The estimated 44 million Americans who suffer from osteoporosis might benefit if scientists could direct adult mesenchymal stem cells (MSCs) from the bloodstream to the bone marrow, where they are able to develop into osteoblasts producing healthy, new bone.
For the past eight years, Robert Sackstein, a bone marrow transplant physician and HMS associate professor of dermatology at Brigham and Women’s Hospital, has been searching for ways to accomplish this by modifying the surface of MSCs so they dock on a receptor found on blood vessels within the marrow.
“Twenty years ago, we had no clue how stem cells migrated into the marrow; we now know a great deal,” Sackstein said.
In a mouse study appearing online Jan. 13 in Nature Medicine and in the February print issue, lead author Sackstein and colleagues describe the chemical engineering of human MSCs ex vivo. The researchers injected the cells intravenously into the animals, where they migrated to the bone marrow and formed bone cells.
Sackstein began this research investigating hematopoietic stem cell–homing molecules—proteins that function like GPS devices to direct cell migration. His work identified a novel glycoform of CD44 called hematopoietic cell E-selectin/L-selectin ligand (HCELL) that is found on the surface of human hematopoietic stem cells. HCELL avidly binds to E-selectin, a molecule found on the lining of blood vessels at sites of tissue injury. Simultaneously, other labs found that E-selectin is continuously expressed on specialized vessels within the bone marrow and is responsible for attracting stem cells.
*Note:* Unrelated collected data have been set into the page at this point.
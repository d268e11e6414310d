// src/ui/components/text.rs
//! Text component with optional still image or animated frame sequence.
//!
//! The face widget is a [`Text`]: its textual value is what sinks without
//! image support would show, while an installed image (or frame sequence)
//! takes precedence when drawing onto the canvas.

use std::sync::Arc;

use embedded_graphics::pixelcolor::Rgb888;
use embedded_graphics::prelude::*;
use image::RgbaImage;

use crate::canvas::Canvas;
use crate::faces::Frames;
use crate::ui::DrawOutcome;
use crate::ui::colors::DEFAULT_FOREGROUND;
use crate::ui::fonts::{self, FontRef};

/// Text widget anchored at its top-left corner.
///
/// # Animation
///
/// When a frame sequence with more than one frame is installed, every call to
/// [`Text::draw`] shows the current frame and then advances the index modulo
/// the sequence length. Installing a new sequence restarts it from frame 0.
/// A still image (single frame, or [`Text::set_image`]) never advances.
///
/// # Examples
/// ```ignore
/// let face = Text::new(Some("(◕‿‿◕)".into()), Point::new(40, 40), fonts.huge)
///     .with_color(colors::WHITE);
/// ```
#[derive(Debug, Clone)]
pub struct Text {
    position: Point,
    color: Rgb888,
    value: Option<String>,
    font: FontRef,
    wrap: Option<usize>,
    image: Option<Arc<RgbaImage>>,
    frames: Option<Frames>,
    frame_index: usize,
}

impl Text {
    pub fn new(value: Option<String>, position: Point, font: FontRef) -> Self {
        Self {
            position,
            color: DEFAULT_FOREGROUND,
            value,
            font,
            wrap: None,
            image: None,
            frames: None,
            frame_index: 0,
        }
    }

    pub fn with_color(mut self, color: Rgb888) -> Self {
        self.color = color;
        self
    }

    /// Wrap the value to lines of at most `max_chars` characters.
    pub fn with_wrap(mut self, max_chars: usize) -> Self {
        self.wrap = (max_chars > 0).then_some(max_chars);
        self
    }

    pub fn value(&self) -> Option<&str> {
        self.value.as_deref()
    }

    /// Replace the textual value, returning whether it changed.
    pub fn set_value(&mut self, value: Option<String>) -> bool {
        if self.value == value {
            return false;
        }
        self.value = value;
        true
    }

    pub fn position(&self) -> Point {
        self.position
    }

    /// Install a still image, dropping any frame sequence.
    pub fn set_image(&mut self, image: Option<Arc<RgbaImage>>) {
        self.frames = None;
        self.frame_index = 0;
        self.image = image;
    }

    /// Install a frame sequence and restart it at frame 0.
    ///
    /// An empty sequence removes every image so the text is drawn again.
    pub fn set_frames(&mut self, frames: Frames) {
        self.frame_index = 0;
        self.image = frames.first().cloned();
        self.frames = (!frames.is_empty()).then_some(frames);
    }

    /// Drop the image and frame sequence.
    pub fn clear_image(&mut self) {
        self.set_image(None);
    }

    /// Currently installed frame sequence, if any.
    pub fn frames(&self) -> Option<&Frames> {
        self.frames.as_ref()
    }

    /// Image that the next draw would fall back to when not animating.
    pub fn image(&self) -> Option<&Arc<RgbaImage>> {
        self.image.as_ref()
    }

    /// Index of the frame the next draw will show.
    pub fn frame_index(&self) -> usize {
        self.frame_index
    }

    pub fn draw(&mut self, canvas: &mut Canvas) -> DrawOutcome {
        if let Some(frames) = self.frames.as_ref().filter(|f| f.len() > 1) {
            self.image = Some(Arc::clone(&frames[self.frame_index]));
            self.frame_index = (self.frame_index + 1) % frames.len();
        }

        let mut degraded = None;
        if let Some(image) = &self.image {
            match canvas.paste_rgba(image, self.position) {
                Ok(()) => return DrawOutcome::Drawn,
                Err(e) => degraded = Some(format!("image composite failed, using text: {e}")),
            }
        }

        let Some(value) = self.value.as_deref() else {
            return degraded.map_or(DrawOutcome::Skipped, DrawOutcome::Degraded);
        };

        match self.wrap {
            Some(width) => canvas.text(self.position, &wrap_text(value, width), self.font, self.color),
            None => canvas.text(self.position, value, self.font, self.color),
        }

        if let Some(issue) = fonts::draw_issue(self.font, value) {
            degraded.get_or_insert(issue);
        }
        degraded.map_or(DrawOutcome::Drawn, DrawOutcome::Degraded)
    }
}

/// Greedy word wrap to lines of at most `width` characters.
///
/// Existing newlines are kept; words longer than `width` are split.
pub fn wrap_text(text: &str, width: usize) -> String {
    let width = width.max(1);
    let mut lines: Vec<String> = Vec::new();

    for paragraph in text.split('\n') {
        let mut current = String::new();
        let mut current_len = 0usize;

        for word in paragraph.split_whitespace() {
            let mut word: Vec<char> = word.chars().collect();

            while word.len() > width {
                if current_len > 0 {
                    lines.push(std::mem::take(&mut current));
                    current_len = 0;
                }
                let rest = word.split_off(width);
                lines.push(word.into_iter().collect());
                word = rest;
            }

            let needed = if current_len == 0 { word.len() } else { current_len + 1 + word.len() };
            if needed > width && current_len > 0 {
                lines.push(std::mem::take(&mut current));
                current_len = 0;
            }
            if current_len > 0 {
                current.push(' ');
                current_len += 1;
            }
            current_len += word.len();
            current.extend(word);
        }

        if current_len > 0 || paragraph.trim().is_empty() {
            lines.push(current);
        }
    }

    lines.join("\n")
}

#[cfg(test)]
mod tests {
    use super::*;
    use image::Rgba;

    fn solid(color: [u8; 4]) -> Arc<RgbaImage> {
        Arc::new(RgbaImage::from_pixel(2, 2, Rgba(color)))
    }

    fn sequence(n: usize) -> Frames {
        (0..n)
            .map(|i| solid([i as u8 * 10 + 10, 0, 0, 255]))
            .collect::<Vec<_>>()
            .into()
    }

    #[test]
    fn test_animation_wraps_after_n_draws() {
        let frames = sequence(3);
        let mut text = Text::new(Some("x".into()), Point::zero(), None);
        text.set_frames(frames.clone());
        let mut canvas = Canvas::new(4, 4).unwrap();

        for i in 0..3 {
            text.draw(&mut canvas);
            assert!(Arc::ptr_eq(text.image().unwrap(), &frames[i]));
        }
        // (N+1)-th draw is back on frame 0
        text.draw(&mut canvas);
        assert!(Arc::ptr_eq(text.image().unwrap(), &frames[0]));
        assert_eq!(canvas.pixel(0, 0), Some(Rgb888::new(10, 0, 0)));
    }

    #[test]
    fn test_new_sequence_resets_index() {
        let mut text = Text::new(None, Point::zero(), None);
        let mut canvas = Canvas::new(4, 4).unwrap();
        text.set_frames(sequence(4));
        text.draw(&mut canvas);
        text.draw(&mut canvas);
        assert_eq!(text.frame_index(), 2);

        let replacement = sequence(2);
        text.set_frames(replacement.clone());
        assert_eq!(text.frame_index(), 0);
        assert!(Arc::ptr_eq(text.image().unwrap(), &replacement[0]));
    }

    #[test]
    fn test_still_image_never_advances() {
        let mut text = Text::new(None, Point::zero(), None);
        let mut canvas = Canvas::new(4, 4).unwrap();
        text.set_frames(sequence(1));
        text.draw(&mut canvas);
        text.draw(&mut canvas);
        assert_eq!(text.frame_index(), 0);

        text.set_image(Some(solid([1, 2, 3, 255])));
        assert!(text.frames().is_none());
        assert_eq!(text.draw(&mut canvas), DrawOutcome::Drawn);
        assert_eq!(canvas.pixel(1, 1), Some(Rgb888::new(1, 2, 3)));
    }

    #[test]
    fn test_empty_image_falls_back_to_text() {
        let mut text = Text::new(Some("A".into()), Point::zero(), None);
        text.set_image(Some(Arc::new(RgbaImage::new(0, 0))));
        let mut canvas = Canvas::new(20, 20).unwrap();

        assert!(matches!(text.draw(&mut canvas), DrawOutcome::Degraded(_)));
        assert!(canvas.as_image().pixels().any(|p| p[0] > 0));
    }

    #[test]
    fn test_unmapped_face_glyphs_degrade() {
        let mono = Some(fonts::Typeface::Mono(&embedded_graphics::mono_font::ascii::FONT_6X10));
        let mut text = Text::new(Some("(⇀‿‿↼)".into()), Point::zero(), mono);
        let mut canvas = Canvas::new(60, 20).unwrap();
        match text.draw(&mut canvas) {
            DrawOutcome::Degraded(reason) => assert!(reason.contains('⇀'), "{reason}"),
            other => panic!("expected degraded draw, got {other:?}"),
        }
    }

    #[test]
    fn test_face_draws_with_round_display_font() {
        let font = crate::ui::Fonts::round_display().huge;
        let mut text = Text::new(Some("(⇀‿‿↼)".into()), Point::zero(), font);
        let mut canvas = Canvas::new(120, 40).unwrap();
        assert_eq!(text.draw(&mut canvas), DrawOutcome::Drawn);
        assert!(canvas.as_image().pixels().any(|p| p[0] > 0));
    }

    #[test]
    fn test_no_value_no_image_is_skipped() {
        let mut text = Text::new(None, Point::zero(), None);
        let mut canvas = Canvas::new(4, 4).unwrap();
        assert_eq!(text.draw(&mut canvas), DrawOutcome::Skipped);
    }

    #[test]
    fn test_set_value_reports_change() {
        let mut text = Text::new(Some("a".into()), Point::zero(), None);
        assert!(!text.set_value(Some("a".into())));
        assert!(text.set_value(Some("b".into())));
        assert!(text.set_value(None));
        assert_eq!(text.value(), None);
    }

    #[test]
    fn test_wrap_text() {
        assert_eq!(wrap_text("the quick brown fox", 10), "the quick\nbrown fox");
        assert_eq!(wrap_text("abcdefghij", 4), "abcd\nefgh\nij");
        assert_eq!(wrap_text("one\ntwo three", 20), "one\ntwo three");
    }
}
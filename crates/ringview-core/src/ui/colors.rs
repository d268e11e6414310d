//! Color definitions for the black-background IPS panel.
//!
//! The panel is driven in full RGB888; the palette below is tuned for a dark
//! background so every widget defaults to a light foreground.

use embedded_graphics::pixelcolor::Rgb888;

// ============================================================================
// Base Colors
// ============================================================================

/// Canvas background.
pub const BLACK: Rgb888 = Rgb888::new(0, 0, 0);

/// Default widget foreground.
pub const WHITE: Rgb888 = Rgb888::new(255, 255, 255);

// ============================================================================
// Accent Colors
// ============================================================================

/// Device name and peer info.
pub const GREEN: Rgb888 = Rgb888::new(0, 255, 100);

/// Counters around the rim (channel, APs, uptime, handshakes, mode).
pub const CYAN: Rgb888 = Rgb888::new(0, 200, 255);

pub const RED: Rgb888 = Rgb888::new(255, 50, 50);

pub const YELLOW: Rgb888 = Rgb888::new(255, 255, 0);

/// Color a widget gets when none is specified.
pub const DEFAULT_FOREGROUND: Rgb888 = WHITE;
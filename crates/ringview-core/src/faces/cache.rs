// src/faces/cache.rs
//! Memoized, pre-scaled face frames.

use std::collections::HashMap;
use std::sync::Arc;

use image::RgbaImage;
use image::imageops::{self, FilterType};
use log::{debug, warn};
use parking_lot::RwLock;

use super::{FaceAssets, Frames, no_frames};

type CacheKey = (String, (u32, u32));

/// Lazy loader mapping `(face name, target size)` to resized frames.
///
/// Lookups take a shared lock; loading and resizing run with no lock held, so
/// two threads missing the same key may both load it. The first insert wins
/// and every later caller gets that same sequence.
///
/// Missing assets are not memoized: the source is asked again on the next
/// lookup, which lets a face dropped into the asset directory show up without
/// calling [`FaceFrameCache::clear`].
pub struct FaceFrameCache {
    assets: Arc<dyn FaceAssets>,
    frames: RwLock<HashMap<CacheKey, Frames>>,
}

impl FaceFrameCache {
    pub fn new(assets: Arc<dyn FaceAssets>) -> Self {
        Self {
            assets,
            frames: RwLock::new(HashMap::new()),
        }
    }

    /// Frames for `name` at `size`, or an empty sequence if there is no image.
    pub fn get_frames(&self, name: &str, size: (u32, u32)) -> Frames {
        let key = (name.to_lowercase(), size);
        if let Some(frames) = self.frames.read().get(&key) {
            return Arc::clone(frames);
        }

        let loaded = match self.assets.load(&key.0) {
            Ok(Some(raw)) if !raw.is_empty() => raw,
            Ok(_) => return no_frames(),
            Err(e) => {
                warn!("Face image '{}' failed to load: {}", key.0, e);
                return no_frames();
            }
        };

        let frames: Frames = loaded
            .into_iter()
            .map(|frame| Arc::new(fit(frame, size)))
            .collect::<Vec<_>>()
            .into();
        debug!(
            "Loaded {} frame(s) for face '{}' at {}x{}",
            frames.len(),
            key.0,
            size.0,
            size.1
        );

        Arc::clone(self.frames.write().entry(key).or_insert(frames))
    }

    /// Drop every memoized sequence.
    pub fn clear(&self) {
        self.frames.write().clear();
    }

    pub fn len(&self) -> usize {
        self.frames.read().len()
    }

    pub fn is_empty(&self) -> bool {
        self.len() == 0
    }
}

fn fit(frame: RgbaImage, (width, height): (u32, u32)) -> RgbaImage {
    if frame.dimensions() == (width, height) || width == 0 || height == 0 {
        return frame;
    }
    imageops::resize(&frame, width, height, FilterType::Lanczos3)
}

#[cfg(test)]
mod tests {
    use super::*;
    use crate::faces::MemoryAssets;
    use image::Rgba;

    fn cache_with(assets: MemoryAssets) -> (FaceFrameCache, Arc<MemoryAssets>) {
        let assets = Arc::new(assets);
        (FaceFrameCache::new(assets.clone()), assets)
    }

    #[test]
    fn test_missing_face_is_always_empty() {
        let (cache, assets) = cache_with(MemoryAssets::new());
        assert!(cache.get_frames("nonexistent", (80, 80)).is_empty());
        assert!(cache.get_frames("nonexistent", (80, 80)).is_empty());
        assert_eq!(assets.loads(), 2);
        assert!(cache.is_empty());
    }

    #[test]
    fn test_memoized_until_cleared() {
        let (cache, assets) =
            cache_with(MemoryAssets::new().with_face("x", vec![RgbaImage::new(4, 4)]));

        let first = cache.get_frames("x", (8, 8));
        let second = cache.get_frames("X", (8, 8));
        assert!(Arc::ptr_eq(&first, &second));
        assert_eq!(assets.loads(), 1);

        cache.clear();
        let third = cache.get_frames("x", (8, 8));
        assert!(!Arc::ptr_eq(&first, &third));
        assert_eq!(assets.loads(), 2);
    }

    #[test]
    fn test_sizes_are_cached_separately() {
        let (cache, _) = cache_with(MemoryAssets::new().with_face("x", vec![RgbaImage::new(4, 4)]));
        let small = cache.get_frames("x", (2, 2));
        let large = cache.get_frames("x", (16, 16));
        assert_eq!(small[0].dimensions(), (2, 2));
        assert_eq!(large[0].dimensions(), (16, 16));
        assert_eq!(cache.len(), 2);
    }

    #[test]
    fn test_all_frames_resized_in_order() {
        let frames = (0..3)
            .map(|i| RgbaImage::from_pixel(10, 10, Rgba([i * 50, 0, 0, 255])))
            .collect();
        let (cache, _) = cache_with(MemoryAssets::new().with_face("upload", frames));

        let out = cache.get_frames("upload", (5, 5));
        assert_eq!(out.len(), 3);
        for (i, frame) in out.iter().enumerate() {
            assert_eq!(frame.dimensions(), (5, 5));
            let red = frame.get_pixel(2, 2)[0] as i32;
            assert!((red - i as i32 * 50).abs() <= 1, "frame {i} out of order");
        }
    }
}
Since E-selectin acts as a beacon for recruitment of cells to the bone marrow, Sackstein searched for a molecule on human MSCs that could bind to it. It turned out that MSCs express a modified version of CD44 that is one sugar, a fucose, short of being HCELL. Sackstein realized that if he fucosylated the surface CD44 on MSCs into HCELL, he might be able to direct MSCs to the marrow and achieve bone growth.
“It’s remarkable that you can take one single sugar, put it on a protein, and change the entire capacity of that cell to home,” Sackstein said.
He then found a way to selectively catalyze fucosylation of CD44 without causing toxicity to the cells. He decorated CD44 with the missing fucose, injected the human MSCs into mice, and watched as the cells migrated to E-selectin in the bone marrow within one hour. HCELL expression remained stable for 24 hours, but declined within 96 hours, presumably due to turnover of surface protein.
Patches of bone appeared in the mice within weeks. “This is the first time a human mesenchymal stem cell has migrated in blood flow to a bone tissue in an animal model and actually made bone,” Sackstein said.